[发明专利]一种腺相关病毒跨越血脑屏障模型的构建方法

权利要求书

1.一种腺相关病毒跨越血脑屏障模型的构建方法，所述的方法包括以下步骤：

1)使用一芯片，所述的芯片设有上腔室以及下腔室，上腔室和下腔室之间采用多孔滤膜隔开，所述的多孔滤膜孔径小于待培养细胞直径，厚度5-20μm；脑微血管内皮细胞培养于下腔室内，星形胶质细胞培养于上腔室内；

2)芯片预处理：将鼠尾胶原溶液注入器官芯片上腔室和下腔室；

3)细胞接种与培养：将星形胶质细胞消化后调整至适宜浓度，接种于芯片上腔室，静置于培养箱1-3h后向芯片内补充星形胶质细胞培养基；

将芯片置于配套精密摇床上动态培养45-55h，每隔20-25h换液一次；

将脑微血管内皮细胞消化后调整至适宜浓度，接种于芯片下腔室，倒置于培养箱使其贴附于多孔滤膜界面上，1.5-2.5h后翻转芯片，向芯片内补充DMEM高糖培养基；

将芯片置于配套精密摇床上连续动态培养，芯片在向上和向下分别和水平面呈30度角的范围内上下摆动，1-3转/min，通过重力作用驱动流体流动，实现无泵、连续恒定灌流；每隔20-25h换液一次；

4)脑微血管内皮细胞和星形胶质细胞生长至屏障形成，即对应生成模拟的血脑屏障；

5)将腺相关病毒加入，研究腺相关病毒跨越血脑屏障特性。

2.如权利要求1所述的构建方法，其特征在于，所述的星形胶质细胞和脑微血管内皮细胞来源于人类细胞。

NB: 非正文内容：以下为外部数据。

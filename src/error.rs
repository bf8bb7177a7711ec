//! Error kinds shared by every stage of the relay.

use std::fmt;
use std::time::Duration;

use thiserror::Error;

/// Errors that can occur while bundling, assembling or submitting prices.
#[derive(Debug, Error)]
pub enum RelayError {
    /// Missing or invalid credentials and settings.
    #[error("Configuration error: {0}")]
    Configuration(String),

    /// Bad key, or a signature that is malformed or unrecoverable.
    #[error("Crypto error: {0}")]
    Crypto(String),

    /// Node unreachable or the transport failed.
    #[error("Network error: {0}")]
    Network(String),

    /// Node request did not complete in time.
    #[error("Request timed out after {0:?}")]
    Timeout(Duration),

    /// The node received the transaction and refused its content.
    #[error("Transaction {tx_hash} rejected by node (code {code}): {data}")]
    ValidationRejection {
        tx_hash: String,
        code: u32,
        data: String,
    },

    /// No nonce satisfied the difficulty within the search window.
    #[error("No proof-of-work nonce meets difficulty {difficulty} within {iterations} iterations")]
    ProofOfWorkExhaustion { difficulty: u32, iterations: u64 },

    /// The proof-of-work inputs were unusable.
    #[error("Proof-of-work error: {0}")]
    ProofOfWork(String),

    /// The wallet could not produce a signature.
    #[error("Wallet error: {0}")]
    Wallet(String),

    /// Serialization or deserialization failed.
    #[error("Encoding error: {0}")]
    Encoding(String),

    /// Caller supplied input that cannot be bundled.
    #[error("Invalid input: {0}")]
    InvalidInput(String),

    /// The encompassing submission was abandoned.
    #[error("Operation cancelled")]
    Cancelled,
}

impl RelayError {
    /// True for errors raised before the node saw the transaction content.
    pub fn is_transport(&self) -> bool {
        matches!(self, RelayError::Network(_) | RelayError::Timeout(_))
    }

    /// Short label for logs and metrics.
    pub fn kind(&self) -> &'static str {
        match self {
            RelayError::Configuration(_) => "configuration",
            RelayError::Crypto(_) => "crypto",
            RelayError::Network(_) => "network",
            RelayError::Timeout(_) => "timeout",
            RelayError::ValidationRejection { .. } => "rejected",
            RelayError::ProofOfWorkExhaustion { .. } => "pow_exhausted",
            RelayError::ProofOfWork(_) => "pow",
            RelayError::Wallet(_) => "wallet",
            RelayError::Encoding(_) => "encoding",
            RelayError::InvalidInput(_) => "invalid_input",
            RelayError::Cancelled => "cancelled",
        }
    }
}

/// Result type for relay operations.
pub type RelayResult<T> = Result<T, RelayError>;

/// Pipeline stage an error is attributed to.
#[derive(Debug, Clone, Copy, PartialEq, Eq, Hash)]
pub enum Stage {
    Bundling,
    TipFetch,
    Signing,
    ProofOfWork,
    Submission,
}

impl Stage {
    pub fn as_str(&self) -> &'static str {
        match self {
            Stage::Bundling => "bundling",
            Stage::TipFetch => "tip_fetch",
            Stage::Signing => "signing",
            Stage::ProofOfWork => "proof_of_work",
            Stage::Submission => "submission",
        }
    }
}

impl fmt::Display for Stage {
    fn fmt(&self, f: &mut fmt::Formatter<'_>) -> fmt::Result {
        f.write_str(self.as_str())
    }
}

/// A failed submission, attributed to the stage that failed.
#[derive(Debug, Error)]
#[error("{stage} failed: {source}")]
pub struct SubmissionError {
    pub stage: Stage,
    #[source]
    pub source: RelayError,
}

impl SubmissionError {
    pub fn new(stage: Stage, source: RelayError) -> Self {
        Self { stage, source }
    }
}

/// Attach a [`Stage`] to a [`RelayResult`].
pub trait StageExt<T> {
    fn at(self, stage: Stage) -> Result<T, SubmissionError>;
}

impl<T> StageExt<T> for RelayResult<T> {
    fn at(self, stage: Stage) -> Result<T, SubmissionError> {
        self.map_err(|source| SubmissionError::new(stage, source))
    }
}

#[cfg(test)]
mod tests {
    use super::*;

    #[test]
    fn test_error_display() {
        let err = RelayError::Timeout(Duration::from_secs(10));
        assert_eq!(err.to_string(), "Request timed out after 10s");

        let err = RelayError::ProofOfWorkExhaustion {
            difficulty: 10,
            iterations: 10_000,
        };
        assert!(err.to_string().contains("difficulty 10"));
        assert!(err.to_string().contains("10000"));
    }

    #[test]
    fn test_rejection_is_not_transport() {
        let rejected = RelayError::ValidationRejection {
            tx_hash: "ABCD".to_string(),
            code: 89,
            data: "stale chain id".to_string(),
        };
        assert!(!rejected.is_transport());
        assert!(RelayError::Network("connection refused".into()).is_transport());
        assert!(RelayError::Timeout(Duration::from_secs(1)).is_transport());
    }

    #[test]
    fn test_stage_attribution() {
        let result: RelayResult<()> = Err(RelayError::Cancelled);
        let err = result.at(Stage::ProofOfWork).unwrap_err();
        assert_eq!(err.stage, Stage::ProofOfWork);
        assert_eq!(err.to_string(), "proof_of_work failed: Operation cancelled");
    }
}
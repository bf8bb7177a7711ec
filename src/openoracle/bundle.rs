//! Signing and verification of open oracle bundles.

use alloy::primitives::{Address, Bytes};
use alloy::signers::Signature;
use alloy::sol_types::SolValue;

use crate::error::{RelayError, RelayResult};
use crate::openoracle::signer::OracleSigner;
use crate::openoracle::types::{
    OracleRequest, PriceEntry, PriceMessage, PriceObservation, SignedOracleBundle, MESSAGE_KIND,
};

impl OracleRequest {
    pub fn new(timestamp: u64, prices: Vec<PriceObservation>) -> Self {
        Self { timestamp, prices }
    }

    /// ABI-encode the request into the canonical signed message.
    pub fn encode_message(&self) -> Vec<u8> {
        PriceMessage {
            kind: MESSAGE_KIND.to_string(),
            timestamp: self.timestamp,
            prices: self.prices.iter().map(PriceEntry::from).collect(),
        }
        .abi_encode()
    }

    /// Sign the bundle, producing the open oracle document.
    pub async fn sign(&self, signer: &OracleSigner) -> RelayResult<SignedOracleBundle> {
        if self.prices.is_empty() {
            return Err(RelayError::InvalidInput(
                "Cannot bundle an empty set of observations".to_string(),
            ));
        }

        let message = self.encode_message();
        let signature = signer.sign_message(&message).await?;

        Ok(SignedOracleBundle {
            timestamp: self.timestamp,
            prices: self.prices.clone(),
            message: Bytes::from(message),
            signature: Bytes::copy_from_slice(&signature.as_bytes()),
            signer: signer.address(),
        })
    }
}

/// Recover the signer and the observations from a signed bundle.
///
/// Only the embedded message is trusted; the plain `prices` and `signer`
/// fields are left for the caller to cross-check.
pub fn verify(bundle: &SignedOracleBundle) -> RelayResult<(Address, Vec<PriceObservation>)> {
    let decoded = <PriceMessage as SolValue>::abi_decode(&bundle.message)
        .map_err(|e| RelayError::Encoding(format!("Invalid open oracle message: {}", e)))?;

    if decoded.kind != MESSAGE_KIND {
        return Err(RelayError::Encoding(format!(
            "Unexpected message kind '{}'",
            decoded.kind
        )));
    }

    let signature = Signature::from_raw(&bundle.signature)
        .map_err(|e| RelayError::Crypto(format!("Malformed signature: {}", e)))?;

    let address = signature
        .recover_address_from_msg(&bundle.message[..])
        .map_err(|e| RelayError::Crypto(format!("Signature recovery failed: {}", e)))?;

    let prices = decoded.prices.into_iter().map(PriceObservation::from).collect();

    Ok((address, prices))
}

#[cfg(test)]
mod tests {
    use super::*;

    const TEST_PRIVATE_KEY: &str = "ac0974bec39a17e36ba4a6b4d238ff944bacb478cbed5efcae784d7bf4f2ff80";
    const OTHER_PRIVATE_KEY: &str = "59c6995e998f97a5a0044966f0945389dc9e86dae88c7a8412f4603b6b78690d";

    fn btc_observations() -> Vec<PriceObservation> {
        vec![PriceObservation::new("BTC", 1_700_000_000, "42000.50")]
    }

    #[tokio::test]
    async fn test_sign_and_verify_btc() {
        let signer = OracleSigner::from_private_key(TEST_PRIVATE_KEY).unwrap();
        let request = OracleRequest::new(1_700_000_000, btc_observations());

        let bundle = request.sign(&signer).await.unwrap();
        assert_eq!(bundle.signature.len(), 65);
        assert_eq!(bundle.signer, signer.address());

        let (address, prices) = verify(&bundle).unwrap();
        assert_eq!(address, signer.address());
        assert_eq!(
            address.to_string().to_lowercase(),
            "0xf39fd6e51aad88f6f4ce6ab8827279cfffb92266"
        );
        assert_eq!(prices, btc_observations());
    }

    #[tokio::test]
    async fn test_round_trip_preserves_order() {
        let signer = OracleSigner::from_private_key(OTHER_PRIVATE_KEY).unwrap();
        let prices = vec![
            PriceObservation::new("ETH", 1_700_000_100, "2250.125"),
            PriceObservation::new("BTC", 1_700_000_090, "42000.50"),
            PriceObservation::new("DAI", 1_700_000_095, "1"),
        ];
        let bundle = OracleRequest::new(1_700_000_100, prices.clone())
            .sign(&signer)
            .await
            .unwrap();

        let (address, recovered) = verify(&bundle).unwrap();
        assert_eq!(address, signer.address());
        assert_eq!(recovered, prices);
    }

    #[tokio::test]
    async fn test_empty_bundle_rejected() {
        let signer = OracleSigner::from_private_key(TEST_PRIVATE_KEY).unwrap();
        let result = OracleRequest::new(1, Vec::new()).sign(&signer).await;
        assert!(matches!(result, Err(RelayError::InvalidInput(_))));
    }

    #[tokio::test]
    async fn test_tampered_message_recovers_other_address() {
        let signer = OracleSigner::from_private_key(TEST_PRIVATE_KEY).unwrap();
        let mut bundle = OracleRequest::new(1_700_000_000, btc_observations())
            .sign(&signer)
            .await
            .unwrap();

        let forged = OracleRequest::new(
            1_700_000_000,
            vec![PriceObservation::new("BTC", 1_700_000_000, "1.00")],
        );
        bundle.message = Bytes::from(forged.encode_message());

        let (address, prices) = verify(&bundle).unwrap();
        assert_ne!(address, signer.address());
        assert_eq!(prices[0].price, "1.00");
    }

    #[tokio::test]
    async fn test_malformed_signature() {
        let signer = OracleSigner::from_private_key(TEST_PRIVATE_KEY).unwrap();
        let mut bundle = OracleRequest::new(1_700_000_000, btc_observations())
            .sign(&signer)
            .await
            .unwrap();
        bundle.signature = Bytes::from_static(&[1, 2, 3]);

        assert!(matches!(verify(&bundle), Err(RelayError::Crypto(_))));
    }

    #[test]
    fn test_garbage_message() {
        let bundle = SignedOracleBundle {
            timestamp: 0,
            prices: Vec::new(),
            message: Bytes::from_static(b"not abi"),
            signature: Bytes::from(vec![0u8; 65]),
            signer: Address::ZERO,
        };
        assert!(matches!(verify(&bundle), Err(RelayError::Encoding(_))));
    }

    #[tokio::test]
    async fn test_json_round_trip_still_verifies() {
        let signer = OracleSigner::from_private_key(TEST_PRIVATE_KEY).unwrap();
        let bundle = OracleRequest::new(1_700_000_000, btc_observations())
            .sign(&signer)
            .await
            .unwrap();

        let wire = bundle.to_json_bytes().unwrap();
        let parsed = SignedOracleBundle::from_json_bytes(&wire).unwrap();
        assert_eq!(parsed, bundle);
        assert_eq!(verify(&parsed).unwrap().0, signer.address());
    }
}
//! Hierarchical deterministic ed25519 wallet.
//!
//! Keys follow SLIP-10 hardened derivation along `m/1789'/0'/index'`.
//! The BIP-32 seed is supplied as hex; turning a mnemonic into that seed
//! happens outside the relay.
//!
//! # Security
//! - Secret keys stay inside the wallet and are never logged
//! - Signing requests are serialized per wallet

use std::collections::HashMap;

use async_trait::async_trait;
use ed25519_dalek::{Signer, SigningKey};
use hmac::{Hmac, Mac};
use sha2::Sha512;
use tokio::sync::Mutex;

use crate::error::{RelayError, RelayResult};
use crate::wallet::types::{TxSignature, Wallet, WalletIdentity, SIGNATURE_ALGO, SIGNATURE_VERSION};

type HmacSha512 = Hmac<Sha512>;

/// Environment variable name for the wallet seed.
pub const SEED_ENV_VAR: &str = "RELAY_WALLET_SEED";

const ED25519_CURVE: &[u8] = b"ed25519 seed";
const HARDENED_OFFSET: u32 = 0x8000_0000;
const PURPOSE: u32 = 1789;
const COIN: u32 = 0;

#[derive(Clone)]
struct ExtendedKey {
    key: [u8; 32],
    chain_code: [u8; 32],
}

impl ExtendedKey {
    fn from_hmac(key: &[u8], data: &[u8]) -> RelayResult<Self> {
        let mut mac = HmacSha512::new_from_slice(key)
            .map_err(|e| RelayError::Wallet(format!("HMAC init failed: {}", e)))?;
        mac.update(data);
        let out = mac.finalize().into_bytes();

        let mut key = [0u8; 32];
        let mut chain_code = [0u8; 32];
        key.copy_from_slice(&out[..32]);
        chain_code.copy_from_slice(&out[32..]);
        Ok(Self { key, chain_code })
    }

    fn master(seed: &[u8]) -> RelayResult<Self> {
        Self::from_hmac(ED25519_CURVE, seed)
    }

    /// ed25519 under SLIP-10 only supports hardened children.
    fn child(&self, index: u32) -> RelayResult<Self> {
        let mut data = Vec::with_capacity(37);
        data.push(0u8);
        data.extend_from_slice(&self.key);
        data.extend_from_slice(&(index | HARDENED_OFFSET).to_be_bytes());
        Self::from_hmac(&self.chain_code, &data)
    }
}

/// ed25519 wallet deriving keys from a BIP-32 seed.
pub struct HdWallet {
    master: ExtendedKey,
    keys: HashMap<String, SigningKey>,
    sign_lock: Mutex<()>,
}

impl HdWallet {
    /// Create a wallet from raw seed bytes.
    ///
    /// # Arguments
    /// * `seed` - BIP-32 seed, 16 to 64 bytes
    ///
    /// # Returns
    /// A wallet rooted at `m/1789'/0'` with no keys derived yet.
    pub fn from_seed(seed: &[u8]) -> RelayResult<Self> {
        if !(16..=64).contains(&seed.len()) {
            return Err(RelayError::Wallet(format!(
                "Seed must be 16 to 64 bytes, got {}",
                seed.len()
            )));
        }

        let root = ExtendedKey::master(seed)?;
        let master = root.child(PURPOSE)?.child(COIN)?;

        Ok(Self {
            master,
            keys: HashMap::new(),
            sign_lock: Mutex::new(()),
        })
    }

    /// Create a wallet from a hex-encoded seed (with or without 0x prefix).
    pub fn from_seed_hex(seed_hex: &str) -> RelayResult<Self> {
        let trimmed = seed_hex.trim();
        let seed = hex::decode(trimmed.strip_prefix("0x").unwrap_or(trimmed))
            .map_err(|e| RelayError::Wallet(format!("Invalid seed hex: {}", e)))?;
        Self::from_seed(&seed)
    }

    /// Derive the key at `index` and register it for signing.
    pub fn derive_identity(&mut self, index: u32) -> RelayResult<WalletIdentity> {
        let child = self.master.child(index)?;
        let signing_key = SigningKey::from_bytes(&child.key);
        let public_key = hex::encode(signing_key.verifying_key().to_bytes());

        tracing::info!(public_key = %public_key, index = index, "Wallet key derived");

        self.keys.insert(public_key.clone(), signing_key);
        Ok(WalletIdentity { public_key, index })
    }
}

#[async_trait]
impl Wallet for HdWallet {
    async fn sign(&self, identity: &WalletIdentity, data: &[u8]) -> RelayResult<TxSignature> {
        let key = self.keys.get(&identity.public_key).ok_or_else(|| {
            RelayError::Wallet(format!("Unknown public key {}", identity.public_key))
        })?;

        let _guard = self.sign_lock.lock().await;
        let signature = key.sign(data);

        Ok(TxSignature {
            value: hex::encode(signature.to_bytes()),
            algo: SIGNATURE_ALGO.to_string(),
            version: SIGNATURE_VERSION,
        })
    }
}

impl std::fmt::Debug for HdWallet {
    fn fmt(&self, f: &mut std::fmt::Formatter<'_>) -> std::fmt::Result {
        f.debug_struct("HdWallet")
            .field("keys", &self.keys.keys().collect::<Vec<_>>())
            .finish()
    }
}
//! # Fixture Tree Loading
//!
//! Loads the checked-in trees under `fixtures/` at the repository root and
//! checks the shape of the resulting model.

use std::path::{Path, PathBuf};

use fdoc_core::{FdocConfig, FdocError, HttpMethod};
use fdoc_model::{MetaService, Service};

fn fixtures() -> PathBuf {
    PathBuf::from(env!("CARGO_MANIFEST_DIR"))
        .parent()
        .and_then(|p| p.parent())
        .map(|root| root.join("fixtures"))
        .expect("crate lives two levels below the repository root")
}

#[test]
fn test_widgets_service_round_trips_fields() {
    let service = Service::load(&fixtures().join("widgets")).unwrap();
    assert_eq!(service.slug_name(), "widgets");
    assert_eq!(service.endpoints().len(), 4);

    let show = service.find_endpoint(HttpMethod::Get, "/widgets/42").unwrap();
    assert_eq!(show.title(), "Fetch a widget");
    assert_eq!(show.description(), "Returns one widget by identifier.");
    let statuses: Vec<u16> = show.response_codes().iter().map(|r| r.status()).collect();
    assert_eq!(statuses, vec![200, 404]);
    assert_eq!(
        show.response_code(200).unwrap().schema().required_properties(),
        vec!["id", "name"]
    );
    assert!(!show.response_code(404).unwrap().schema().is_present());
    assert_eq!(show.examples().len(), 1);

    let legacy = service
        .find_endpoint(HttpMethod::Get, "/widgets/42/legacy")
        .unwrap();
    assert!(legacy.deprecated());

    let create = service.find_endpoint(HttpMethod::Post, "/widgets").unwrap();
    assert!(create.request_schema().is_present());
    assert!(!create.response_code(422).unwrap().successful());
}

#[test]
fn test_widgets_grouping() {
    let service = Service::load(&fixtures().join("widgets")).unwrap();
    let groups = service.endpoints_grouped_by_prefix();
    assert_eq!(groups.len(), 1);
    assert_eq!(groups[0].prefix, "widgets");
    assert_eq!(groups[0].endpoints.len(), 4);
}

#[test]
fn test_flat_meta_service() {
    let meta = MetaService::load(&fixtures().join("flat"), false).unwrap();
    assert_eq!(meta.name(), "Shop Platform");
    assert!(meta.versions().is_empty());

    let services = meta.services(None).unwrap();
    let slugs: Vec<&str> = services.iter().map(|s| s.slug_name()).collect();
    assert_eq!(slugs, vec!["auth", "billing"]);

    let billing = meta.service("billing", None).unwrap().unwrap();
    assert_eq!(billing.name(), "Billing");
    assert_eq!(billing.base_path(), "/billing");
    assert_eq!(billing.discussion(), "Amounts are integer cents.");
    let show = billing
        .find_endpoint(HttpMethod::Get, "/billing/invoices/inv_1")
        .unwrap();
    assert_eq!(billing.endpoint_url(show), "/billing/invoices/:invoice_id");
}

#[test]
fn test_versioned_meta_service() {
    let config = FdocConfig::default()
        .with_service_path(fixtures().join("versioned"))
        .with_versions(true);
    let meta = MetaService::from_config(&config).unwrap();

    assert_eq!(meta.versions(), vec!["v1", "v2"]);
    assert_eq!(meta.default_version(), Some("v2"));

    let v1: Vec<&str> = meta
        .services(Some("v1"))
        .unwrap()
        .iter()
        .map(|s| s.slug_name())
        .collect();
    assert_eq!(v1, vec!["billing"]);

    let latest: Vec<&str> = meta
        .services(None)
        .unwrap()
        .iter()
        .map(|s| s.slug_name())
        .collect();
    assert_eq!(latest, vec!["auth", "billing"]);

    match meta.services(Some("v9")) {
        Err(FdocError::UnknownVersion { known, .. }) => assert_eq!(known, vec!["v1", "v2"]),
        other => panic!("expected UnknownVersion, got {other:?}"),
    }
}

#[test]
fn test_repeated_loads_are_identical() {
    let order = || -> Vec<String> {
        let meta = MetaService::load(&fixtures().join("flat"), false).unwrap();
        meta.iter_services()
            .flat_map(|(_, s)| {
                s.endpoints()
                    .iter()
                    .map(|e| format!("{} {}", e.method(), s.endpoint_url(e)))
                    .collect::<Vec<_>>()
            })
            .collect()
    };
    let first = order();
    assert_eq!(first, order());
    assert_eq!(
        first,
        vec![
            "POST /login",
            "POST /logout",
            "GET /billing/invoices",
            "GET /billing/invoices/:invoice_id",
        ]
    );
}

#[test]
fn test_missing_root() {
    assert!(matches!(
        MetaService::load(&fixtures().join("does-not-exist"), false),
        Err(FdocError::DirectoryNotFound { .. })
    ));
}

#[test]
fn test_current_directory_root_takes_its_real_name() {
    // Integration tests run from the package root.
    let service = Service::load(Path::new(".")).unwrap();
    assert_eq!(service.slug_name(), "fdoc-model");
    assert!(service.endpoints().is_empty());
}
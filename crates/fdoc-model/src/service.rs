//! # Service
//!
//! A directory of endpoint declarations sharing a base path.
//!
//! ## Design
//!
//! - Declaration files are collected recursively and sorted by path before
//!   parsing, so [`Service::find_endpoint`] resolves first-match in the same
//!   order on every run and platform.
//! - A service root may carry one `*.fdoc.service` manifest naming the
//!   service and its base path. Without one the slug is the name and the
//!   base path is empty, which owns every URL.
//! - Grouping by prefix is a presentation concern and is computed on first
//!   use, then memoized.

use std::collections::HashMap;
use std::path::{Path, PathBuf};
use std::sync::OnceLock;

use fdoc_core::{FdocError, FdocResult, HttpMethod};
use tracing::{debug, info};

use crate::declaration::{
    parse_service_manifest, ServiceManifest, ENDPOINT_SUFFIX, SERVICE_MANIFEST_SUFFIX,
};
use crate::endpoint::Endpoint;
use crate::fs::{ensure_dir, files_with_suffix, read_source, root_slug, walk_files_with_suffix};
use crate::path::{normalize_base_path, request_path, strip_base_path};

/// Endpoints sharing their first URL segment.
#[derive(Debug, Clone)]
pub struct EndpointGroup<'a> {
    /// First segment after the base path; empty for `/`, `{name}` for a
    /// leading parameter.
    pub prefix: &'a str,
    /// Members in declaration order.
    pub endpoints: Vec<&'a Endpoint>,
}

/// A loaded service.
#[derive(Debug)]
pub struct Service {
    root: PathBuf,
    slug: String,
    name: String,
    base_path: String,
    description: String,
    discussion: String,
    endpoints: Vec<Endpoint>,
    groups: OnceLock<Vec<(String, Vec<usize>)>>,
}

impl Service {
    /// Load every `*.fdoc` declaration under `root`.
    ///
    /// # Errors
    ///
    /// `DirectoryNotFound` if `root` is not a directory, `InvalidSlug` if no
    /// slug can be derived from it, `DuplicateEndpoint` when two
    /// declarations share verb and URL, and any error from
    /// [`Endpoint::load`]. Non-declaration files are ignored.
    pub fn load(root: &Path) -> FdocResult<Self> {
        ensure_dir(root)?;
        let slug = root_slug(root)?;
        let manifest = load_manifest(root)?;

        let mut endpoints = Vec::new();
        let mut seen: HashMap<(HttpMethod, String), PathBuf> = HashMap::new();
        for path in walk_files_with_suffix(root, ENDPOINT_SUFFIX)? {
            let endpoint = Endpoint::load(&path)?;
            if seen.insert(endpoint.identity(), path.clone()).is_some() {
                return Err(FdocError::DuplicateEndpoint {
                    service: slug,
                    method: endpoint.method().to_string(),
                    url: endpoint.url().to_string(),
                    path,
                });
            }
            endpoints.push(endpoint);
        }

        let name = manifest.name.unwrap_or_else(|| slug.clone());
        let base_path = normalize_base_path(&manifest.base_path);

        info!(
            service = %slug,
            root = %root.display(),
            base_path = %base_path,
            endpoints = endpoints.len(),
            "loaded service"
        );

        Ok(Self {
            root: root.to_path_buf(),
            slug,
            name,
            base_path,
            description: manifest.description,
            discussion: manifest.discussion,
            endpoints,
            groups: OnceLock::new(),
        })
    }

    /// Root directory.
    pub fn root(&self) -> &Path {
        &self.root
    }

    /// Filesystem-safe identity derived from the root directory name.
    pub fn slug_name(&self) -> &str {
        &self.slug
    }

    /// Display name from the manifest, or the slug.
    pub fn name(&self) -> &str {
        &self.name
    }

    /// Normalized base path (`""` or `/segment...`).
    pub fn base_path(&self) -> &str {
        &self.base_path
    }

    /// Short summary from the manifest.
    pub fn description(&self) -> &str {
        &self.description
    }

    /// Longer free-form notes from the manifest.
    pub fn discussion(&self) -> &str {
        &self.discussion
    }

    /// All endpoints in load order.
    pub fn endpoints(&self) -> &[Endpoint] {
        &self.endpoints
    }

    /// Endpoints grouped by the first segment of their URL, groups ordered
    /// by first appearance.
    pub fn endpoints_grouped_by_prefix(&self) -> Vec<EndpointGroup<'_>> {
        let groups = self.groups.get_or_init(|| {
            let mut groups: Vec<(String, Vec<usize>)> = Vec::new();
            for (idx, endpoint) in self.endpoints.iter().enumerate() {
                let prefix = endpoint.url().prefix();
                match groups.iter_mut().find(|(p, _)| p.as_str() == prefix.as_ref()) {
                    Some((_, members)) => members.push(idx),
                    None => groups.push((prefix.into_owned(), vec![idx])),
                }
            }
            groups
        });

        groups
            .iter()
            .map(|(prefix, members)| EndpointGroup {
                prefix: prefix.as_str(),
                endpoints: members.iter().map(|&i| &self.endpoints[i]).collect(),
            })
            .collect()
    }

    /// Whether `url` falls under this service's base path.
    pub fn owns(&self, url: &str) -> bool {
        strip_base_path(&self.base_path, request_path(url)).is_some()
    }

    /// First endpoint answering `method` on `url`. `url` may be a full URL
    /// with origin, query and fragment; it must fall under the base path.
    pub fn find_endpoint(&self, method: HttpMethod, url: &str) -> Option<&Endpoint> {
        let path = request_path(url);
        let Some(relative) = strip_base_path(&self.base_path, path) else {
            debug!(service = %self.slug, url, "outside base path");
            return None;
        };
        self.endpoints.iter().find(|e| e.matches(method, relative))
    }

    /// Full URL pattern of `endpoint`: base path plus endpoint URL.
    pub fn endpoint_url(&self, endpoint: &Endpoint) -> String {
        match (self.base_path.as_str(), endpoint.url().as_str()) {
            ("", url) => url.to_string(),
            (base, "/") => base.to_string(),
            (base, url) => format!("{base}{url}"),
        }
    }
}

fn load_manifest(root: &Path) -> FdocResult<ServiceManifest> {
    let manifests = files_with_suffix(root, SERVICE_MANIFEST_SUFFIX)?;
    match manifests.as_slice() {
        [] => Ok(ServiceManifest::default()),
        [path] => {
            let source = read_source(path)?;
            parse_service_manifest(&source).map_err(|e| FdocError::malformed(path, e.to_string()))
        }
        [_, second, ..] => Err(FdocError::malformed(
            second,
            format!("more than one {SERVICE_MANIFEST_SUFFIX} manifest in service root"),
        )),
    }
}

3.如权利要求1或2所述的构建方法，其特征在于，所述脑微血管内皮细胞为永生化脑微血管内皮细胞(HCMEC/D3)、脑微血管内皮细胞(HBMEC)或从人多能干细胞(ips)诱导分化而来的细胞中的至少一种。

4.如权利要求1所述的构建方法，其特征在于，将星形胶质细胞和脑微血管内皮细胞配制成对应细胞悬液步骤中：

将星形胶质细胞和脑微血管内皮细胞分别使用星形胶质细胞培养基和DMEM高糖培养基进行复苏培养，当细胞融合度达到80-90％时，分别消化星形胶质细胞和脑微血管内皮细胞，对应获得星形胶质细胞和脑微血管内皮细胞悬液，其中：

所述复苏培养条件为：培养温度37℃、CO₂浓度5％、培养湿度95％。

5.如权利要求4所述的构建方法，其特征在于，

所述星形胶质细胞悬液浓度为2.5×10⁶cells/mL，注入量为每孔10μL；

所述脑微血管内皮细胞消化后调整悬液浓度为1×10⁷cells/mL，注入量为每孔10μL。

6.如权利要求1中所述的构建方法，其特征在于，步骤4)中，待细胞生长良好，屏障功能形成进行步骤5)之前，先对模型屏障功能表进行表征。

7.如权利要求6中所述的构建方法，其特征在于，表征过程如下：

跨膜电阻值，使用细胞电阻仪从模型构建第一天开始每隔24h对其电阻值进行一次测定；

免疫荧光，常规免疫荧光染色操作，ZO-1免疫染色，表征血脑屏障紧密连接情况；

小分子渗透，使用小分子荧光物质，分析小分子物质的渗透性，表征血脑屏障模型的渗透性。

8.如权利要求1中所述的构建方法，其特征在于，步骤5)中，过程如下：

分析各血清型腺相关病毒跨越血脑屏障效率，将各血清型腺相关病毒加入芯片下腔室，上腔室补充DMEM高糖培养基；

各种血清型腺相关病毒浓度为1×10¹⁰GC/mL，每孔加入量为200μL，上腔室补充DMEM高糖培养基100μL；

在定期从器官芯片上腔室取样，同时补充DMEM高糖培养基，用实时荧光定量PCR(qPCR)对样品进行测定，分析各类AAV的跨越效率。

9.如权利要求8中所述的构建方法，其特征在于，所述各种血清型腺相关病毒为2型腺相关病毒(AAV2)、9型腺相关病毒(AAV9)以及重组腺相关病毒AAV-PHP.eB。

10.如权利要求8中所述的构建方法，其特征在于，所述的定期为在12h、24h、36h、48h从芯片上腔室中取样。